On April 2, 2012, the Company completed the reorganization of the corporate structure of the group of companies controlled by its predecessor, Aon Corporation, as holding company of the Aon group, pursuant to which Aon Corporation merged with one of its indirect, wholly-owned subsidiaries and Aon plc became the publicly-held parent company of the Aon group.  This transaction is referred to as the Redomestication.  In the Redomestication, each issued and outstanding share of Aon Corporation common stock held by stockholders of Aon Corporation was converted into the right to receive one Class A Ordinary Share, nominal value $0.01 per share, of Aon plc.  Likewise, equity incentive and compensation plans were assumed by Aon plc and amended to provide that those plans will now provide for the award and issuance of Class A Ordinary Shares instead of shares of common stock of Aon Corporation on a one-for-one basis.  Shares of treasury stock of Aon Corporation were cancelled in the Redomestication.  Any references to “Aon”, “the Company”, “us”, or “we,” or any similar references relating to periods before the Redomestication shall be construed as references to Aon Corporation, being the previous parent company of the Aon group.
 
Use of Estimates
 
The preparation of the accompanying unaudited Condensed Consolidated Financial Statements in conformity with U.S. GAAP requires management to make estimates and assumptions that affect the reported amounts of assets and liabilities, disclosures of contingent assets and liabilities at the date of the financial statements, and the reported amounts of reserves and expenses.
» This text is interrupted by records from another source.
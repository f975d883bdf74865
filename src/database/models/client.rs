use chrono::{DateTime, NaiveDate, Utc};
use rust_decimal::Decimal;
use serde::{Deserialize, Serialize};
use sqlx::FromRow;
use uuid::Uuid;

/// A retail/wholesale customer with a pricing profile.
#[derive(Debug, Clone, Serialize, Deserialize, FromRow)]
pub struct Client {
    pub id: Uuid,
    pub name: String,
    pub email: String,
    pub phone: String,
    /// Pricing tier: retail | wholesale | legal_entity
    pub profile: String,
    pub discount_pct: Decimal,
    pub created_at: DateTime<Utc>,
    pub updated_at: DateTime<Utc>,
    pub deleted_at: Option<DateTime<Utc>>,
}

#[derive(Debug, Clone, Serialize, Deserialize, FromRow)]
pub struct ClientLegalEntity {
    pub id: Uuid,
    pub client_id: Uuid,
    pub legal_name: String,
    pub inn: String,
    pub ogrn: String,
    pub address: String,
    pub created_at: DateTime<Utc>,
    pub updated_at: DateTime<Utc>,
    pub deleted_at: Option<DateTime<Utc>>,
}

#[derive(Debug, Clone, Serialize, Deserialize, FromRow)]
pub struct ClientContract {
    pub id: Uuid,
    pub client_id: Uuid,
    pub number: String,
    pub signed_on: NaiveDate,
    pub valid_until: Option<NaiveDate>,
    /// active | suspended | expired
    pub status: String,
    pub created_at: DateTime<Utc>,
    pub updated_at: DateTime<Utc>,
    pub deleted_at: Option<DateTime<Utc>>,
}

#[derive(Debug, Clone, Serialize, Deserialize, FromRow)]
pub struct ClientContact {
    pub id: Uuid,
    pub client_id: Uuid,
    pub name: String,
    pub role: String,
    pub phone: String,
    pub email: String,
    pub created_at: DateTime<Utc>,
    pub updated_at: DateTime<Utc>,
    pub deleted_at: Option<DateTime<Utc>>,
}

/// A vehicle in the client's garage, used to match catalog parts.
#[derive(Debug, Clone, Serialize, Deserialize, FromRow)]
pub struct ClientVehicle {
    pub id: Uuid,
    pub client_id: Uuid,
    pub make: String,
    pub model: String,
    pub year: i32,
    pub vin: Option<String>,
    pub plate: Option<String>,
    pub created_at: DateTime<Utc>,
    pub updated_at: DateTime<Utc>,
    pub deleted_at: Option<DateTime<Utc>>,
}
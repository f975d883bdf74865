use axum::extract::{Extension, Path};
use axum::response::Json;
use serde_json::{json, Value};
use sqlx::postgres::PgArguments;
use sqlx::Row;
use uuid::Uuid;

use crate::database;
use crate::error::ApiError;
use crate::filter::{Filter, FilterData};
use crate::middleware::AuthUser;

/// Entities exposed to the search endpoint. Maps the public name to the
/// backing table and whether the table carries a soft-delete column.
fn lookup(entity: &str) -> Option<(&'static str, bool)> {
    let mapped = match entity {
        "pages" => ("pages", true),
        "sections" => ("page_sections", true),
        "media" => ("media_assets", true),
        "clients" => ("clients", true),
        "legal_entities" => ("client_legal_entities", true),
        "contracts" => ("client_contracts", true),
        "contacts" => ("client_contacts", true),
        "garage" => ("client_vehicles", true),
        "categories" => ("categories", true),
        "products" => ("products", true),
        "users" => ("users", true),
        // append-only, no deleted_at column
        "audit" => ("audit_log", false),
        _ => return None,
    };
    Some(mapped)
}

/// POST /api/find/:entity - structured search with the filter language
pub async fn find(
    Extension(user): Extension<AuthUser>,
    Path(entity): Path<String>,
    Json(filter_data): Json<FilterData>,
) -> Result<Json<Value>, ApiError> {
    let (table, soft_deletes) = lookup(&entity).ok_or_else(|| {
        ApiError::not_found(format!("Unknown search entity '{}'", entity))
    })?;

    // Accounts and the audit trail are admin-only
    if matches!(entity.as_str(), "users" | "audit") && !user.is_admin() {
        return Err(ApiError::forbidden(format!(
            "Entity '{}' requires the admin role",
            entity
        )));
    }

    let mut filter = Filter::new(table)?;
    filter.assign(filter_data)?;
    if !soft_deletes {
        filter.include_deleted(true);
    }

    let sql = filter.to_sql()?;
    let count_sql = filter.to_count_sql()?;

    // Rows come back as JSON so column subsets in `select` work uniformly
    let wrapped = format!("SELECT row_to_json(t) AS record FROM ({}) t", sql.query);

    let pool = database::pool().await?;

    let mut query = sqlx::query(&wrapped);
    for param in sql.params.iter() {
        query = bind_json_param(query, param);
    }
    let rows = query.fetch_all(pool).await.map_err(crate::database::DbError::from)?;

    let mut count_query = sqlx::query(&count_sql.query);
    for param in count_sql.params.iter() {
        count_query = bind_json_param(count_query, param);
    }
    let count_row = count_query
        .fetch_one(pool)
        .await
        .map_err(crate::database::DbError::from)?;
    let total: i64 = count_row.try_get("count").map_err(crate::database::DbError::from)?;

    let mut records = Vec::with_capacity(rows.len());
    for row in rows {
        let mut record: Value = row.try_get("record").map_err(crate::database::DbError::from)?;
        if entity == "users" {
            strip_credentials(&mut record);
        }
        records.push(record);
    }

    Ok(Json(json!({ "success": true, "data": records, "total": total })))
}

fn strip_credentials(record: &mut Value) {
    if let Some(map) = record.as_object_mut() {
        map.remove("password_digest");
        map.remove("password_salt");
    }
}

fn bind_json_param<'q>(
    q: sqlx::query::Query<'q, sqlx::Postgres, PgArguments>,
    v: &'q Value,
) -> sqlx::query::Query<'q, sqlx::Postgres, PgArguments> {
    match v {
        Value::Null => {
            let none: Option<String> = None;
            q.bind(none)
        }
        Value::Bool(b) => q.bind(*b),
        Value::Number(n) => {
            if let Some(i) = n.as_i64() {
                q.bind(i)
            } else if let Some(f) = n.as_f64() {
                q.bind(f)
            } else {
                q.bind(n.to_string())
            }
        }
        Value::String(s) => {
            if let Ok(id) = Uuid::parse_str(s) {
                q.bind(id)
            } else {
                q.bind(s)
            }
        }
        // Arrays are expanded into individual params before binding
        Value::Array(_) => q,
        Value::Object(_) => q.bind(v.clone()),
    }
}

#[cfg(test)]
mod tests {
    use super::*;

    #[test]
    fn entity_whitelist() {
        assert_eq!(lookup("pages"), Some(("pages", true)));
        assert_eq!(lookup("audit"), Some(("audit_log", false)));
        assert_eq!(lookup("garage"), Some(("client_vehicles", true)));
        assert_eq!(lookup("information_schema"), None);
        assert_eq!(lookup(""), None);
    }

    #[test]
    fn credentials_are_stripped() {
        let mut record = serde_json::json!({
            "id": "4c9f8d4e-9e24-41c0-8a3a-2f6f0d3a9a11",
            "email": "admin@protek.example",
            "password_digest": "abc",
            "password_salt": "def"
        });
        strip_credentials(&mut record);
        assert!(record.get("password_digest").is_none());
        assert!(record.get("password_salt").is_none());
        assert!(record.get("email").is_some());
    }
}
These estimates and assumptions are based on management’s best estimates and judgments.  Management evaluates its estimates and assumptions on an ongoing basis using historical experience and other factors, including the current economic environment, which management believes to be reasonable under the circumstances.  Aon adjusts such estimates and assumptions when facts and circumstances dictate.  Illiquid credit markets, volatile equity markets, and foreign currency movements have combined to increase the uncertainty inherent in such estimates and assumptions.  As future events and their effects cannot be determined with precision, actual results could differ significantly from these estimates.  Changes in estimates resulting from continuing changes in the economic environment will be reflected in the financial statements in future periods.

7



2.  Accounting Principles and Practices
 
Changes in Accounting Principles

Accumulated Other Comprehensive Income
 
In February 2013, the Financial Accounting Standards Board ("FASB") issued guidance on the disclosure of amounts to be reclassified out of accumulated other comprehensive income. The guidance requires that amounts reclassified out of accumulated other comprehensive income be presented either on the face of the statement of operations or in the notes to the financial statements by component. The guidance is effective for Aon in the first quarter 2013. The adoption of this guidance did not have a material impact on the Company's Condensed Consolidated Financial Statements.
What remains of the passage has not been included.